The Round-Up
The filmmaker Miklós Jancsó, described by his compatriot Béla Tarr as “the greatest Hungarian director”, takes the spotlight with the new restoration of six key works from his filmography. “The master of long takes” as Martin Scorsese still calls him, made a handful of extraordinary films between the mid-60s and the 70s, most of which are stages in the filming of the Hungarian historical narrative, from the Habsburg Empire until the end of the Second World War.
Miklós Jancsó’s most renowned work depicts a prison camp in the aftermath of the 1848 Hungarian Revolution. After the Hapsburg monarchy succeeds in suppressing Lajos Kossuth's nationalist uprising, the army sets about arresting suspected guerillas, who are subject to torture and other mental trickery in an effort to extract information about highwayman Sándor Rózsa’s band of outlaws, still waging armed struggle against the Hapsburgs on the outside. Jancsó’s camera stays in constant, hypnotic motion, taking in the developing dynamics and antagonisms between the prisoners and their captors, meditating upon and exalting its characters’ resistance and perseverance in the face of brutal, authoritarian repression. A true classic of world cinema.
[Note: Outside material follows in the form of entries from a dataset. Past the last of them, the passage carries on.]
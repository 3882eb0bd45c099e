//! OpenAPI Documentation
//!
//! Centralized API documentation using utoipa.

use utoipa::OpenApi;

use crate::models::{
    CallDetailResponse, CallRecordResponse, DomainSpecificResponse, DomainsResponse,
    ErrorResponse, PersistenceResponse, StatsResponse, TokenReportResponse, TokenUsageResponse,
    TonalAnalysisResponse, TranscriptionResponse,
};

use super::transcribe::TranscribeUpload;

#[derive(OpenApi)]
#[openapi(
    paths(
        // Transcription
        super::transcribe::transcribe,
        // Domains
        super::domain::list_domains,
        // Calls
        super::call::get_call,
        super::call::get_stats,
    ),
    info(
        title = "Callsight API",
        version = "0.1.0",
        description = "Call transcription and analysis pipeline\n\nTranscribes call audio, classifies it by domain and category, and extracts domain-specific data with prompts learned per category.",
        license(name = "MIT"),
    ),
    servers(
        (url = "/", description = "Current server"),
    ),
    tags(
        (name = "Health", description = "Health check endpoints"),
        (name = "Transcription", description = "Transcription - Audio upload and analysis"),
        (name = "Domains", description = "Domains - Known domain/category pairs"),
        (name = "Calls", description = "Calls - Stored call records and statistics"),
    ),
    components(
        schemas(
            // Transcription
            TranscribeUpload,
            TranscriptionResponse,
            PersistenceResponse,
            TokenReportResponse,
            TokenUsageResponse,
            ErrorResponse,
            // Domains
            DomainsResponse,
            // Calls
            CallRecordResponse,
            DomainSpecificResponse,
            TonalAnalysisResponse,
            CallDetailResponse,
            StatsResponse,
        )
    ),
)]
pub struct ApiDoc;
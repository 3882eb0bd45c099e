//! Prompt Repository Port
//!
//! Abstract interface for extraction prompt persistence.

use async_trait::async_trait;

use crate::domain::{errors::DomainError, DomainCategoryPair, PromptRecord};

/// Repository interface for prompt records
#[async_trait]
pub trait PromptRepository: Send + Sync {
    /// Fetch prompts by id, skipping ids that don't exist
    async fn find_by_ids(&self, ids: &[i64]) -> Result<Vec<PromptRecord>, DomainError>;

    /// Fetch the prompt stored for a pair
    async fn find_by_pair(
        &self,
        pair: &DomainCategoryPair,
    ) -> Result<Option<PromptRecord>, DomainError>;

    /// Every distinct pair that has a stored prompt
    async fn find_known_pairs(&self) -> Result<Vec<DomainCategoryPair>, DomainError>;

    /// Insert a new prompt, returning its generated id
    async fn insert(&self, pair: &DomainCategoryPair, text: &str) -> Result<i64, DomainError>;

    /// Number of stored prompts
    async fn count(&self) -> Result<i64, DomainError>;
}
//! Startup seeding of the knowledge registry

use callsight::{DomainKnowledge, PromptRepository};

use super::gateway::Gateway;

/// Merge the pairs that already have stored prompts into `knowledge`.
///
/// A storage failure leaves the registry on its defaults; the service
/// still starts.
pub async fn seed_knowledge<P: PromptRepository>(
    knowledge: &DomainKnowledge,
    prompts: &P,
    gateway: &Gateway,
) -> usize {
    match gateway
        .storage("find_known_pairs", move || prompts.find_known_pairs())
        .await
    {
        Ok(pairs) => {
            let added = knowledge.seed(pairs);
            tracing::info!(
                "📚 Knowledge seeded: {} pairs ({} from storage)",
                knowledge.len(),
                added
            );
            added
        }
        Err(e) => {
            tracing::warn!(
                "⚠️  Could not load stored pairs, starting with defaults only: {}",
                e
            );
            0
        }
    }
}
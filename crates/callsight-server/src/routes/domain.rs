//! Domain Routes - Known domain/category pairs

use axum::{extract::State, routing::get, Json, Router};

use crate::models::DomainsResponse;
use crate::AppState;

/// List known domain/category pairs
#[utoipa::path(
    get,
    path = "/api/domains",
    responses(
        (status = 200, description = "Known pairs grouped by domain", body = DomainsResponse)
    ),
    tag = "Domains"
)]
pub async fn list_domains(State(state): State<AppState>) -> Json<DomainsResponse> {
    let domains = state.knowledge.grouped();
    let total_pairs = domains.values().map(Vec::len).sum();

    Json(DomainsResponse {
        domains,
        total_pairs,
    })
}

pub fn router() -> Router<AppState> {
    Router::new().route("/api/domains", get(list_domains))
}
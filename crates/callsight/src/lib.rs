//! Callsight Domain Library
//!
//! Core domain types and interfaces for the Callsight call-audio analysis
//! pipeline: an uploaded call recording is transcribed and classified into a
//! (domain, category) pair, analysed with instructions specialised for that
//! pair, and persisted as a call record plus a linked domain-specific record.
//!
//! # Architecture
//!
//! - **Domain Layer** (`domain/`): Pure business entities and logic
//!   - `entities/`: DomainCategoryPair, PromptRecord, CallRecord, GeneralMetrics,
//!     TonalAnalysis
//!   - `value_objects/`: TokenUsage, PromptSource, AudioPayload
//!   - `services/`: DomainKnowledge, the shared registry of known pairs
//!   - `errors/`: Domain-specific error types
//!
//! - **Ports** (`ports/`): Abstract interfaces (traits)
//!   - `repositories/`: Prompt and call storage
//!   - `services/`: Inference backend
//!
//! # Usage
//!
//! ```rust,ignore
//! use callsight::{DomainCategoryPair, DomainKnowledge};
//! use callsight::ports::{InferenceProvider, PromptRepository};
//! ```

pub mod domain;
pub mod ports;

// Re-export commonly used types
pub use domain::{
    normalize_mime_type, AgentQuality, AudioPayload, CallDirection, CallMetadata, CallRecord,
    DomainCategoryPair, DomainError, DomainKnowledge, DomainSpecificRecord, GeneralMetrics,
    NameExtraction, NewCallRecord, NewTonalAnalysis, PromptRecord, PromptSource, SentimentIntent,
    TokenUsage, TonalAnalysis, DEFAULT_PAIRS, NOT_AVAILABLE,
};
pub use ports::{
    // Repositories
    CallRepository,
    CallStats,
    // Inference
    InferenceProvider,
    InferenceRequest,
    InferenceResponse,
    PromptRepository,
};
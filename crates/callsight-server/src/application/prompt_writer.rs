//! Prompt Writer - Background persistence of generated prompts
//!
//! Requests hand newly generated prompts to a bounded queue and move on.
//! A single worker drains the queue into the prompt repository. When the
//! queue is full the prompt is dropped with a warning; the pair is already
//! in the knowledge registry, so a later request for it falls back instead
//! of regenerating.

use std::sync::Arc;

use callsight::{DomainCategoryPair, PromptRepository};
use tokio::sync::mpsc::{self, error::TrySendError};
use tokio::task::JoinHandle;

use super::gateway::Gateway;

/// Queue capacity used when none is configured
pub const DEFAULT_QUEUE_CAPACITY: usize = 64;

#[derive(Debug)]
struct PendingPrompt {
    pair: DomainCategoryPair,
    text: String,
}

/// Handle for submitting prompts. Cheap to clone.
#[derive(Debug, Clone)]
pub struct PromptWriter {
    sender: mpsc::Sender<PendingPrompt>,
}

impl PromptWriter {
    /// Start the worker (runs in background until every handle is dropped)
    pub fn spawn<P>(prompts: Arc<P>, gateway: Gateway, capacity: usize) -> (Self, JoinHandle<()>)
    where
        P: PromptRepository + 'static,
    {
        let (sender, receiver) = mpsc::channel(capacity.max(1));
        let handle = tokio::spawn(run(receiver, prompts, gateway));
        tracing::info!("📝 Prompt writer started (capacity: {})", capacity.max(1));
        (Self { sender }, handle)
    }

    /// Queue a prompt for persistence without waiting for it.
    ///
    /// Returns `false` if the prompt was dropped.
    pub fn submit(&self, pair: &DomainCategoryPair, text: &str) -> bool {
        let pending = PendingPrompt {
            pair: pair.clone(),
            text: text.to_string(),
        };
        match self.sender.try_send(pending) {
            Ok(()) => true,
            Err(TrySendError::Full(p)) => {
                tracing::warn!("⚠️  Prompt queue full, dropping prompt for {}", p.pair);
                false
            }
            Err(TrySendError::Closed(p)) => {
                tracing::warn!("⚠️  Prompt writer stopped, dropping prompt for {}", p.pair);
                false
            }
        }
    }
}

async fn run<P>(mut receiver: mpsc::Receiver<PendingPrompt>, prompts: Arc<P>, gateway: Gateway)
where
    P: PromptRepository + 'static,
{
    while let Some(pending) = receiver.recv().await {
        let repo = &prompts;
        let job = &pending;
        let result = gateway
            .storage("insert_prompt", move || repo.insert(&job.pair, &job.text))
            .await;

        match result {
            Ok(id) => tracing::info!("💾 Prompt saved for {} (id: {})", pending.pair, id),
            Err(e) => tracing::error!("❌ Failed to save prompt for {}: {}", pending.pair, e),
        }
    }
    tracing::info!("📝 Prompt writer stopped");
}
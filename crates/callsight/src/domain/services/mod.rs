//! Domain Services
//!
//! Stateful domain logic shared across requests.

mod knowledge;

pub use knowledge::*;
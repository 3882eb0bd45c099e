//! General call analysis produced by the extraction stage
//!
//! The model answers with a fixed six-section structure, but not always with
//! the types asked for (`"8/10"` for a score, `"None detected"` for a list).
//! Parsing is lenient: a section or field of the wrong shape reads as absent
//! and never takes the rest of the answer down with it.

use serde::de::DeserializeOwned;
use serde::{Deserialize, Deserializer, Serialize};
use serde_json::Value;

/// Placeholder stored when the model did not report a value
pub const NOT_AVAILABLE: &str = "Not Available";

/// General metrics, one field per analysis section
#[derive(Debug, Clone, Default, PartialEq, Serialize, Deserialize)]
pub struct GeneralMetrics {
    #[serde(
        rename = "section_1_name_extraction",
        default,
        deserialize_with = "lenient",
        skip_serializing_if = "Option::is_none"
    )]
    pub names: Option<NameExtraction>,

    #[serde(
        rename = "section_2_call_direction_interaction_type",
        default,
        deserialize_with = "lenient",
        skip_serializing_if = "Option::is_none"
    )]
    pub direction: Option<CallDirection>,

    #[serde(
        rename = "section_3_sentiment_and_intent_detection",
        default,
        deserialize_with = "lenient",
        skip_serializing_if = "Option::is_none"
    )]
    pub sentiment: Option<SentimentIntent>,

    #[serde(
        rename = "section_4_summary_of_conversation_in_brief",
        default,
        deserialize_with = "lenient_string",
        skip_serializing_if = "Option::is_none"
    )]
    pub summary: Option<String>,

    #[serde(
        rename = "section_5_agent_improvement_metrics",
        default,
        deserialize_with = "lenient",
        skip_serializing_if = "Option::is_none"
    )]
    pub agent_quality: Option<AgentQuality>,

    #[serde(
        rename = "section_6_pci_pii_data_detection",
        default,
        deserialize_with = "lenient_list",
        skip_serializing_if = "Option::is_none"
    )]
    pub sensitive_data: Option<Vec<String>>,
}

#[derive(Debug, Clone, Default, PartialEq, Serialize, Deserialize)]
pub struct NameExtraction {
    #[serde(default, deserialize_with = "lenient_string")]
    pub agent_name: Option<String>,
    #[serde(default, deserialize_with = "lenient_string")]
    pub customer_name: Option<String>,
}

#[derive(Debug, Clone, Default, PartialEq, Serialize, Deserialize)]
pub struct CallDirection {
    #[serde(default, deserialize_with = "lenient_string")]
    pub call_direction: Option<String>,
    #[serde(default, deserialize_with = "lenient_string")]
    pub interaction_type: Option<String>,
}

#[derive(Debug, Clone, Default, PartialEq, Serialize, Deserialize)]
pub struct SentimentIntent {
    #[serde(default, deserialize_with = "lenient_string")]
    pub sentiment: Option<String>,
    #[serde(default, deserialize_with = "lenient_string")]
    pub intent: Option<String>,
}

/// Agent quality scores, each on a 0-10 scale
#[derive(Debug, Clone, Default, PartialEq, Serialize, Deserialize)]
pub struct AgentQuality {
    #[serde(default, deserialize_with = "lenient_score")]
    pub empathy_score: Option<f64>,
    #[serde(default, deserialize_with = "lenient_score")]
    pub professionalism_score: Option<f64>,
    #[serde(default, deserialize_with = "lenient_list")]
    pub knowledge_gap_detection: Option<Vec<String>>,
}

impl GeneralMetrics {
    /// Read whatever sections `value` carries. Anything that is not an
    /// object reads as no metrics at all.
    pub fn from_value(value: &Value) -> Self {
        match value {
            Value::Object(_) => Self::deserialize(value).unwrap_or_default(),
            _ => Self::default(),
        }
    }

    /// Lift the flat call fields out of the nested sections.
    pub fn call_metadata(&self) -> CallMetadata {
        let names = self.names.clone().unwrap_or_default();
        let direction = self.direction.clone().unwrap_or_default();
        let sentiment = self.sentiment.clone().unwrap_or_default();

        CallMetadata {
            agent_name: or_not_available(names.agent_name),
            customer_name: or_not_available(names.customer_name),
            call_direction: or_not_available(direction.call_direction),
            interaction_type: or_not_available(direction.interaction_type),
            sentiment: or_not_available(sentiment.sentiment),
            intent: or_not_available(sentiment.intent),
        }
    }
}

/// Flat call fields stored on the call record
#[derive(Debug, Clone, PartialEq, Eq, Serialize, Deserialize)]
pub struct CallMetadata {
    pub agent_name: String,
    pub customer_name: String,
    pub call_direction: String,
    pub interaction_type: String,
    pub sentiment: String,
    pub intent: String,
}

impl Default for CallMetadata {
    fn default() -> Self {
        GeneralMetrics::default().call_metadata()
    }
}

fn lenient<'de, D, T>(deserializer: D) -> Result<Option<T>, D::Error>
where
    D: Deserializer<'de>,
    T: DeserializeOwned,
{
    let value = Value::deserialize(deserializer)?;
    Ok(serde_json::from_value(value).ok())
}

fn lenient_string<'de, D>(deserializer: D) -> Result<Option<String>, D::Error>
where
    D: Deserializer<'de>,
{
    Ok(match Value::deserialize(deserializer)? {
        Value::String(s) => Some(s),
        Value::Number(n) => Some(n.to_string()),
        Value::Bool(b) => Some(b.to_string()),
        _ => None,
    })
}

/// Numbers, or strings such as `"8"`, `"8.5"` and `"8/10"` (numerator only).
fn lenient_score<'de, D>(deserializer: D) -> Result<Option<f64>, D::Error>
where
    D: Deserializer<'de>,
{
    Ok(match Value::deserialize(deserializer)? {
        Value::Number(n) => n.as_f64(),
        Value::String(s) => s
            .split('/')
            .next()
            .and_then(|head| head.trim().parse::<f64>().ok()),
        _ => None,
    })
}

/// A list of strings, or a single string taken as a one-item list.
fn lenient_list<'de, D>(deserializer: D) -> Result<Option<Vec<String>>, D::Error>
where
    D: Deserializer<'de>,
{
    Ok(match Value::deserialize(deserializer)? {
        Value::Array(items) => Some(
            items
                .into_iter()
                .filter_map(|item| match item {
                    Value::String(s) => Some(s),
                    Value::Null => None,
                    other => Some(other.to_string()),
                })
                .collect(),
        ),
        Value::String(s) => Some(vec![s]),
        _ => None,
    })
}

fn or_not_available(value: Option<String>) -> String {
    value
        .map(|v| v.trim().to_string())
        .filter(|v| !v.is_empty())
        .unwrap_or_else(|| NOT_AVAILABLE.to_string())
}

#[cfg(test)]
mod tests {
    use super::*;
    use serde_json::json;

    #[test]
    fn test_parse_six_sections() {
        let metrics: GeneralMetrics = serde_json::from_value(json!({
            "section_1_name_extraction": {"agent_name": "Dana", "customer_name": "Lee"},
            "section_2_call_direction_interaction_type": {
                "call_direction": "Inbound",
                "interaction_type": "Conversation"
            },
            "section_3_sentiment_and_intent_detection": {
                "sentiment": "Positive",
                "intent": "book follow-up visit"
            },
            "section_4_summary_of_conversation_in_brief": "Caller booked a visit.",
            "section_5_agent_improvement_metrics": {
                "empathy_score": 8,
                "professionalism_score": 9.5,
                "knowledge_gap_detection": []
            },
            "section_6_pci_pii_data_detection": ["date of birth mentioned"]
        }))
        .unwrap();

        assert_ne!(metrics, GeneralMetrics::default());
        assert_eq!(metrics.agent_quality.as_ref().unwrap().empathy_score, Some(8.0));

        let meta = metrics.call_metadata();
        assert_eq!(meta.agent_name, "Dana");
        assert_eq!(meta.call_direction, "Inbound");
        assert_eq!(meta.intent, "book follow-up visit");
    }

    #[test]
    fn test_missing_fields_default_to_not_available() {
        let metrics: GeneralMetrics = serde_json::from_value(json!({
            "section_1_name_extraction": {"agent_name": "  "}
        }))
        .unwrap();

        let meta = metrics.call_metadata();
        assert_eq!(meta.agent_name, NOT_AVAILABLE);
        assert_eq!(meta.customer_name, NOT_AVAILABLE);
        assert_eq!(meta.sentiment, NOT_AVAILABLE);
        assert_eq!(CallMetadata::default(), GeneralMetrics::default().call_metadata());
    }

    #[test]
    fn test_loose_types_keep_other_sections() {
        let metrics = GeneralMetrics::from_value(&json!({
            "section_1_name_extraction": {"agent_name": "Dana", "customer_name": 42},
            "section_2_call_direction_interaction_type": "Inbound",
            "section_3_sentiment_and_intent_detection": {"sentiment": "Neutral", "intent": null},
            "section_5_agent_improvement_metrics": {
                "empathy_score": "8/10",
                "professionalism_score": "n/a",
                "knowledge_gap_detection": "None"
            },
            "section_6_pci_pii_data_detection": "None detected"
        }));

        let quality = metrics.agent_quality.clone().unwrap();
        assert_eq!(quality.empathy_score, Some(8.0));
        assert_eq!(quality.professionalism_score, None);
        assert_eq!(quality.knowledge_gap_detection, Some(vec!["None".to_string()]));
        assert_eq!(metrics.sensitive_data, Some(vec!["None detected".to_string()]));
        assert_eq!(metrics.direction, None);

        let meta = metrics.call_metadata();
        assert_eq!(meta.agent_name, "Dana");
        assert_eq!(meta.customer_name, "42");
        assert_eq!(meta.sentiment, "Neutral");
        assert_eq!(meta.intent, NOT_AVAILABLE);
        assert_eq!(meta.call_direction, NOT_AVAILABLE);
    }

    #[test]
    fn test_non_object_reads_as_empty() {
        assert_eq!(GeneralMetrics::from_value(&json!("n/a")), GeneralMetrics::default());
        assert_eq!(GeneralMetrics::from_value(&Value::Null), GeneralMetrics::default());
        assert_eq!(
            serde_json::to_value(GeneralMetrics::default()).unwrap(),
            json!({})
        );
    }
}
“I have never really been exposed to such a sensibility in the camera movements before (…) and the ending of The Round-Up is one of the greatest summations of a picture ever created.” (Martin Scorsese, Cannes Film Festival, 2010)
Miklós Jancsó
Miklós Jancsó (27 September 1921 – 31 January 2014) was a Hungarian film director and screenwriter. Jancsó achieved international prominence starting in the mid-1960s with works including The Round-Up (Szegénylegények, 1965), The Red and the White (Csillagosok, katonák, 1967), and Red Psalm (Még kér a nép, 1971).